**Directions:** In the entries below, how many lines hold the string "CommandResult"? Answer with the number only.

**Material supplied:**
//! Employee session commands.
//!
//! - `lookup <holder>`
//! - `approve loan`
//! - `change <kind> <rate%>`
//! - `see`
//! - `close`
//!
//! Every command goes through the employee's role check first.

use std::str::FromStr;

use crate::error::BankError;
use crate::handlers::render::{balance_line, money};
use crate::handlers::{CommandResult, Flow, Reply, expect_args, parse_amount};
use crate::models::account::AccountKind;
use crate::models::employee::{Employee, Permission};
use crate::services::bank::Bank;

/// Run one command for the session of `employee`.
pub fn handle(
    bank: &mut Bank,
    employee: &Employee,
    command: &str,
    parts: &[&str],
) -> (CommandResult, Flow) {
    if command == "close" {
        return (
            Ok(Reply::text(format!("Operations for {} closed", employee.tag()))),
            Flow::Close,
        );
    }

    let result = match command {
        "lookup" => lookup(bank, employee, parts),
        "approve" => approve(bank, employee, parts),
        "change" => change(bank, employee, parts),
        "see" => see(bank, employee, parts),
        _ => Err(BankError::InvalidCommand(format!(
            "Unknown command: {}",
            parts.join(" ")
        ))),
    };
    (result, Flow::Stay)
}

fn lookup(bank: &Bank, employee: &Employee, parts: &[&str]) -> CommandResult {
    expect_args(parts, 2, "lookup <holder>")?;
    let report = employee.lookup(parts[1], bank)?;

    let line = balance_line(&report);
    Ok(Reply::text(format!("{}'s current {}", parts[1], lowercase_first(&line))).with_data(&report))
}

fn approve(bank: &mut Bank, employee: &Employee, parts: &[&str]) -> CommandResult {
    if parts.len() != 2 || !parts[1].eq_ignore_ascii_case("loan") {
        return Err(BankError::InvalidCommand(
            "Invalid command format, expected 'approve loan'".to_string(),
        ));
    }

    let approved = employee.approve_loan(bank)?;
    if approved.is_empty() {
        return Ok(Reply::text("No pending loan requests"));
    }

    let lines: Vec<String> = approved
        .iter()
        .map(|loan| format!("Loan for {} approved", loan.holder))
        .collect();
    Ok(Reply::text(lines.join("\n")).with_data(&approved))
}

/// `change <kind...> <rate>`; the kind may span several words.
fn change(bank: &mut Bank, employee: &Employee, parts: &[&str]) -> CommandResult {
    employee.authorize(Permission::ChangeInterestRate)?;
    if parts.len() < 3 {
        return Err(BankError::InvalidCommand(
            "Invalid command format, expected 'change <kind> <rate>'".to_string(),
        ));
    }

    let kind = AccountKind::from_str(&parts[1..parts.len() - 1].join(" "))?;
    let percent = parse_amount(parts[parts.len() - 1].trim_end_matches('%'))?;
    employee.change_interest_rate(kind, percent, bank)?;

    Ok(Reply::text(format!(
        "Interest rate for {} Account changed to {}%",
        kind,
        money(percent)
    )))
}

fn see(bank: &Bank, employee: &Employee, parts: &[&str]) -> CommandResult {
    expect_args(parts, 1, "see")?;
    let funds = employee.see_internal_fund(bank)?;

    Ok(Reply::text(format!("Internal Funds: {}$", money(funds))))
}

fn lowercase_first(text: &str) -> String {
    let mut chars = text.chars();
    match chars.next() {
        Some(first) => first.to_lowercase().chain(chars).collect(),
        None => String::new(),
    }
}
//! Application configuration management.
//!
//! This module handles loading configuration from environment variables.
//! It uses the `envy` crate to deserialize `BANK_`-prefixed variables into a type-safe struct.

use serde::Deserialize;

/// How replies are written back to the operator.
#[derive(Debug, Clone, Copy, PartialEq, Eq, Default, Deserialize)]
#[serde(rename_all = "lowercase")]
pub enum OutputFormat {
    #[default]
    Text,
    Json,
}

/// Application configuration loaded from environment variables.
///
/// # Environment Variables
///
/// - `BANK_INITIAL_FUNDS` (optional): opening internal funds, defaults to 1,000,000
/// - `BANK_OFFICERS` (optional): number of officers on staff at startup, defaults to 2
/// - `BANK_CASHIERS` (optional): number of cashiers on staff at startup, defaults to 5
/// - `BANK_OUTPUT` (optional): `text` or `json`, defaults to `text`
#[derive(Debug, Clone, Deserialize)]
pub struct Config {
    #[serde(default = "default_initial_funds")]
    pub initial_funds: u64,

    #[serde(default = "default_officers")]
    pub officers: u32,

    #[serde(default = "default_cashiers")]
    pub cashiers: u32,

    #[serde(default)]
    pub output: OutputFormat,
}

fn default_initial_funds() -> u64 {
    1_000_000
}

fn default_officers() -> u32 {
    2
}

fn default_cashiers() -> u32 {
    5
}

impl Default for Config {
    fn default() -> Self {
        Self {
            initial_funds: default_initial_funds(),
            officers: default_officers(),
            cashiers: default_cashiers(),
            output: OutputFormat::default(),
        }
    }
}

impl Config {
    /// Load configuration from environment variables.
    ///
    /// This method first attempts to load a `.env` file (which is optional),
    /// then reads `BANK_*` variables and deserializes them into a Config struct.
    ///
    /// # Errors
    ///
    /// Returns an error if an environment variable value cannot be parsed
    /// into its expected type (e.g. `BANK_OFFICERS=two`).
    pub fn from_env() -> Result<Self, envy::Error> {
        // Try to load .env file if it exists (does nothing if not found)
        dotenvy::dotenv().ok();

        // Field names are converted: initial_funds -> BANK_INITIAL_FUNDS
        envy::prefixed("BANK_").from_env::<Config>()
    }
}
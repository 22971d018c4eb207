//! Bank staff and the role permission table.
//!
//! Employees never touch account data themselves. Each operation checks the
//! role's permission and then forwards to the bank, or returns
//! `PermissionDenied` without changing anything.
//!
//! | Role              | lookup | approve loan | change rate | see internal fund |
//! |-------------------|--------|--------------|-------------|-------------------|
//! | Managing Director | yes    | yes          | yes         | yes               |
//! | Officer           | yes    | yes          | no          | no                |
//! | Cashier           | yes    | no           | no          | no                |

use std::fmt;
use std::str::FromStr;

use rust_decimal::Decimal;
use serde::Serialize;

use crate::error::{BankError, BankResult};
use crate::models::account::AccountKind;
use crate::models::loan::Loan;
use crate::services::bank::{BalanceReport, Bank};

#[derive(Debug, Clone, Copy, PartialEq, Eq, PartialOrd, Ord, Hash, Serialize)]
#[serde(rename_all = "snake_case")]
pub enum Role {
    ManagingDirector,
    Officer,
    Cashier,
}

/// Operations gated by role.
#[derive(Debug, Clone, Copy, PartialEq, Eq)]
pub enum Permission {
    Lookup,
    ApproveLoan,
    ChangeInterestRate,
    SeeInternalFund,
}

impl Permission {
    pub fn name(self) -> &'static str {
        match self {
            Permission::Lookup => "lookup",
            Permission::ApproveLoan => "approve loan",
            Permission::ChangeInterestRate => "change interest rate",
            Permission::SeeInternalFund => "see internal fund",
        }
    }
}

impl Role {
    pub fn permits(self, permission: Permission) -> bool {
        match self {
            Role::ManagingDirector => true,
            Role::Officer => matches!(permission, Permission::Lookup | Permission::ApproveLoan),
            Role::Cashier => matches!(permission, Permission::Lookup),
        }
    }

    /// Prefix of this role's employee tags (`MD`, `O1`, `C3`).
    pub fn tag_prefix(self) -> &'static str {
        match self {
            Role::ManagingDirector => "MD",
            Role::Officer => "O",
            Role::Cashier => "C",
        }
    }
}

impl fmt::Display for Role {
    fn fmt(&self, f: &mut fmt::Formatter<'_>) -> fmt::Result {
        let name = match self {
            Role::ManagingDirector => "Managing Director",
            Role::Officer => "Officer",
            Role::Cashier => "Cashier",
        };
        f.write_str(name)
    }
}

impl FromStr for Role {
    type Err = BankError;

    fn from_str(s: &str) -> Result<Self, Self::Err> {
        match s.trim().to_lowercase().as_str() {
            "md" | "managing director" | "managingdirector" => Ok(Role::ManagingDirector),
            "o" | "officer" => Ok(Role::Officer),
            "c" | "cashier" => Ok(Role::Cashier),
            _ => Err(BankError::UnknownEmployeeRole(s.trim().to_string())),
        }
    }
}

/// A member of staff, identified by a role-tagged name such as `O1`.
#[derive(Debug, Clone, PartialEq, Eq, Serialize)]
pub struct Employee {
    tag: String,
    role: Role,
}

impl Employee {
    pub fn new(tag: &str, role: Role) -> Self {
        Self {
            tag: tag.to_uppercase(),
            role,
        }
    }

    pub fn tag(&self) -> &str {
        &self.tag
    }

    pub fn role(&self) -> Role {
        self.role
    }

    /// Check the role table, logging denials.
    pub fn authorize(&self, permission: Permission) -> BankResult<()> {
        if self.role.permits(permission) {
            Ok(())
        } else {
            tracing::warn!(
                employee = %self.tag,
                operation = permission.name(),
                "permission denied"
            );
            Err(BankError::denied(&self.tag, permission.name()))
        }
    }

    pub fn lookup(&self, holder: &str, bank: &Bank) -> BankResult<BalanceReport> {
        self.authorize(Permission::Lookup)?;
        bank.lookup(holder)
    }

    /// Approve every pending loan request at once.
    pub fn approve_loan(&self, bank: &mut Bank) -> BankResult<Vec<Loan>> {
        self.authorize(Permission::ApproveLoan)?;
        bank.approve_loans()
    }

    /// Set a kind's yearly rate from a percentage. Returns the stored fraction.
    pub fn change_interest_rate(
        &self,
        kind: AccountKind,
        percent: Decimal,
        bank: &mut Bank,
    ) -> BankResult<Decimal> {
        self.authorize(Permission::ChangeInterestRate)?;
        bank.change_interest_rate(kind, percent)
    }

    pub fn see_internal_fund(&self, bank: &Bank) -> BankResult<Decimal> {
        self.authorize(Permission::SeeInternalFund)?;
        Ok(bank.see_internal_fund())
    }
}
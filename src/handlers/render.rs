//! Reply rendering for the operator console.
//!
//! # JSON Format
//!
//! Successful replies:
//! ```json
//! { "ok": true, "message": "1 year(s) passed", "data": { ... } }
//! ```
//!
//! Rejections:
//! ```json
//! { "error": { "code": "transaction_declined", "message": "..." } }
//! ```

use rust_decimal::Decimal;
use serde_json::json;

use crate::config::OutputFormat;
use crate::handlers::CommandResult;
use crate::services::bank::BalanceReport;

/// Format an amount without trailing zeros (`6000.00` -> `6000`).
pub fn money(amount: Decimal) -> String {
    amount.normalize().to_string()
}

/// `Balance 6000$` or `Balance 6000$, loan 2000$` when a loan is outstanding.
pub fn balance_line(report: &BalanceReport) -> String {
    if report.loan_amount.is_zero() {
        format!("Balance {}$", money(report.balance))
    } else {
        format!(
            "Balance {}$, loan {}$",
            money(report.balance),
            money(report.loan_amount)
        )
    }
}

pub fn render(result: &CommandResult, format: OutputFormat) -> String {
    match format {
        OutputFormat::Text => match result {
            Ok(reply) => reply.message.clone(),
            Err(err) => format!("Error: {err}"),
        },
        OutputFormat::Json => {
            let body = match result {
                Ok(reply) => json!({
                    "ok": true,
                    "message": reply.message,
                    "data": reply.data,
                }),
                Err(err) => json!({
                    "error": {
                        "code": err.code(),
                        "message": err.to_string(),
                    }
                }),
            };
            body.to_string()
        }
    }
}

**Answer:** 8